5 Responses to “Ist „Weniger“ wirklich mehr? Andrew Sean Greers Roman „Mister Weniger“”


  1. 1 Bernd Gaiser Mai 1, 2018 um 6:16 am

    Wie der Eiswürfel in einem sommerlichen Cocktail nichts als einen leicht verwässerten, faden Geschmack hinterlässt, vermittel Greers Roman nichts als das vage Gefühl, gut unterhalten worden zu sein. Wem das genügt, ist er zu empfehlen. Nicht jedoch dem, oder derjenigen, denen ihre Zeit zu schade dafür ist, und die doch vielleichr was gescheiteres damit anfangen wollen, im Sinne einer berührenden Erfahrung, die dieser Roman leider nicht vermittelt.

    • 2 RH Mai 1, 2018 um 9:55 am

      Das mit der „berührenden Erfahrung“ trifft es ganz gut. Auch mir hat sie im Roman gefehlt, gleichwohl ich „Mister Weniger“ gern gelesen habe.

  2. 3 Ralf Mai 1, 2018 um 9:40 am

    Na ja… ehrlich gesagt meide ich inzwischen Romane, die Schwulenhass und AIDS in den Mittelpunkt der Handlung stellen. Die ewige Problemkrämerei ums schwule Leben hab ich ganz einfach nach Jahrzehnten, in denen ich mich in der Bewegung engagiert und auch ganz konkret für mich selbst gekämpft und nebenbei auch noch eine AIDS-Hilfe mitgegründet hab, über. Wir dürfen uns auch einfach nett unterhalten lassen beim Lesen. Daher freu ich mich auf die Lektüre eines Romans, der mich von des schwulen Lebens Mühen, die ich aus eigener Anschauung zur Genüge und bis zum Überdruss kenne, zu verschonen verspricht. In diesem Sinne ist Weniger wohl mehr.

    • 4 RH Mai 1, 2018 um 9:52 am

      Nichts spricht gegen gute Unterhaltung. Lass mich dein Urteil wissen, wenn du den Roman gelesen hast. Bin gespannt!

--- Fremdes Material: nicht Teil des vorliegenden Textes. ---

//! ResultEnvelope - 非同期処理の結果を運ぶ共通フォーマット
//!
//! Every operation in the crate hands its outcome to the caller as a
//! `ResultEnvelope`: still loading, succeeded with a payload, or failed with
//! a classifier code.
//!
//! Serialized as `{"status": "LOADING" | "SUCCESS" | "FAILURE", ...}` so the
//! presentation side can log or forward it as-is.

use serde::{Deserialize, Serialize};

use super::category::{UNRECOGNIZED_CODE, default_message};
use super::errors::ConvoyError;

/// Message of the single failure a fan-out reports when any member fails.
pub const AGGREGATE_FAILURE_MESSAGE: &str = "one or more request failed";

/// Pagination metadata attached to a success.
///
/// `-1` means "not provided", which is different from a page that happens to
/// hold zero items.
#[derive(Debug, Clone, Copy, PartialEq, Eq, Serialize, Deserialize)]
pub struct Pagination {
    pub page: i64,
    pub per_page: i64,
    pub total: i64,
    pub total_pages: i64,
}

impl Pagination {
    pub const UNKNOWN: i64 = -1;

    pub fn new(page: i64, per_page: i64, total: i64, total_pages: i64) -> Self {
        Self {
            page,
            per_page,
            total,
            total_pages,
        }
    }

    pub fn is_known(&self) -> bool {
        *self != Self::default()
    }
}

impl Default for Pagination {
    fn default() -> Self {
        Self::new(Self::UNKNOWN, Self::UNKNOWN, Self::UNKNOWN, Self::UNKNOWN)
    }
}

#[derive(Debug, Clone, PartialEq, Serialize, Deserialize)]
#[serde(tag = "status", rename_all = "SCREAMING_SNAKE_CASE")]
pub enum ResultEnvelope<T> {
    Loading,

    Success {
        payload: T,
        page: i64,
        per_page: i64,
        total: i64,
        total_pages: i64,
    },

    Failure {
        code: i32,
        #[serde(default, skip_serializing_if = "Option::is_none")]
        message: Option<String>,
    },
}

impl<T> ResultEnvelope<T> {
    /// Success without pagination (all fields `-1`).
    pub fn success(payload: T) -> Self {
        Self::success_paged(payload, Pagination::default())
    }

    pub fn success_paged(payload: T, pagination: Pagination) -> Self {
        ResultEnvelope::Success {
            payload,
            page: pagination.page,
            per_page: pagination.per_page,
            total: pagination.total,
            total_pages: pagination.total_pages,
        }
    }

    /// Failure carrying the classifier's default message for `code`.
    pub fn failure(code: i32) -> Self {
        ResultEnvelope::Failure {
            code,
            message: Some(default_message(code).to_string()),
        }
    }

    pub fn failure_with(code: i32, message: impl Into<String>) -> Self {
        ResultEnvelope::Failure {
            code,
            message: Some(message.into()),
        }
    }

    pub fn unrecognized() -> Self {
        Self::failure(UNRECOGNIZED_CODE)
    }

    pub fn is_loading(&self) -> bool {
        matches!(self, ResultEnvelope::Loading)
    }

    pub fn is_success(&self) -> bool {
        matches!(self, ResultEnvelope::Success { .. })
    }

    pub fn is_failure(&self) -> bool {
        matches!(self, ResultEnvelope::Failure { .. })
    }

    pub fn payload(&self) -> Option<&T> {
        match self {
            ResultEnvelope::Success { payload, .. } => Some(payload),
            _ => None,
        }
    }

    pub fn pagination(&self) -> Option<Pagination> {
        match self {
            ResultEnvelope::Success {
                page,
                per_page,
                total,
                total_pages,
                ..
            } => Some(Pagination::new(*page, *per_page, *total, *total_pages)),
            _ => None,
        }
    }

    pub fn failure_code(&self) -> Option<i32> {
        match self {
            ResultEnvelope::Failure { code, .. } => Some(*code),
            _ => None,
        }
    }

    pub fn failure_message(&self) -> Option<&str> {
        match self {
            ResultEnvelope::Failure { message, .. } => message.as_deref(),
            _ => None,
        }
    }

    /// Transform the payload, keeping pagination and failures untouched.
    pub fn map<U>(self, f: impl FnOnce(T) -> U) -> ResultEnvelope<U> {
        match self {
            ResultEnvelope::Loading => ResultEnvelope::Loading,
            ResultEnvelope::Success {
                payload,
                page,
                per_page,
                total,
                total_pages,
            } => ResultEnvelope::Success {
                payload: f(payload),
                page,
                per_page,
                total,
                total_pages,
            },
            ResultEnvelope::Failure { code, message } => ResultEnvelope::Failure { code, message },
        }
    }

    /// `Loading` is not a terminal value, so it converts into a fault.
    pub fn into_result(self) -> Result<T, ConvoyError> {
        match self {
            ResultEnvelope::Success { payload, .. } => Ok(payload),
            ResultEnvelope::Failure { code, message } => Err(ConvoyError::status(code, message)),
            ResultEnvelope::Loading => Err(ConvoyError::Fault(
                "envelope is still loading".to_string(),
            )),
        }
    }
}

impl<T> From<ConvoyError> for ResultEnvelope<T> {
    fn from(err: ConvoyError) -> Self {
        let code = err.code();
        match err {
            // 集約失敗のメッセージは固定
            ConvoyError::FanOut { .. } => {
                ResultEnvelope::failure_with(code, AGGREGATE_FAILURE_MESSAGE)
            }
            ConvoyError::Status { message, .. } => ResultEnvelope::failure_with(code, message),
            ConvoyError::Fault(_) => ResultEnvelope::unrecognized(),
            other => ResultEnvelope::failure_with(code, other.to_string()),
        }
    }
}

      • 5 Ralf Mai 29, 2018 um 9:50 am

        Tja, ich bin ernüchtert. Der Autor scheint zwar immer mal wieder kurz aufzuwachen, so der geneigte Leser denken könnte, aha, es geht endlich los – aber dann schläft die Sache sehr schnell wieder ein. Romanheld Arthur Weniger ist ein mittelmäßiger Schriftsteller, mit dem eigentlich niemand was zu tun haben will, der überall fehl am Platze ist, den kaum wer kennt, dessen literarische Erfolge von Mal zu Mal eher Misserfolge werden, bis schließlich ein neuer Roman gar nicht mehr vom Verlag angenommen wird, der zwar weltweit eingeladen wird, aber nirgends wirklich erwünscht oder auch nur bekannt ist und der bestenfalls als Lückenbüßer für bedeutende Autoren dient, die sich zu schade sind, all diese sinnlosen Veranstaltungen zu besuchen. Das kann man witzig oder als Tragödie erzählen. Hier geschieht es leider so schal und phantasielos, dass man meinen könnte, die talentfreie Romanfigur habe es selbst geschrieben. Mein Tipp: Spart Euch das Geld, kauft und lest lieber „Im Dunkeln sieht man weniger“ von Gregorio Ortega Coto. (Der Titel ist Zufall und hat mit Arthur Weniger nichts zu tun.) Das ist ganz große Literatur, verfasst von einem der besten Schriftsteller, die mir je vor die Augen gekommen sind. Eine Reihe von Erzählungen, die einander an literarischer Brillanz übertreffen, so dass man gar nicht mehr weiß, welche die beste ist. Wer dieses Buch nicht liest, begeht einen schweren Fehler.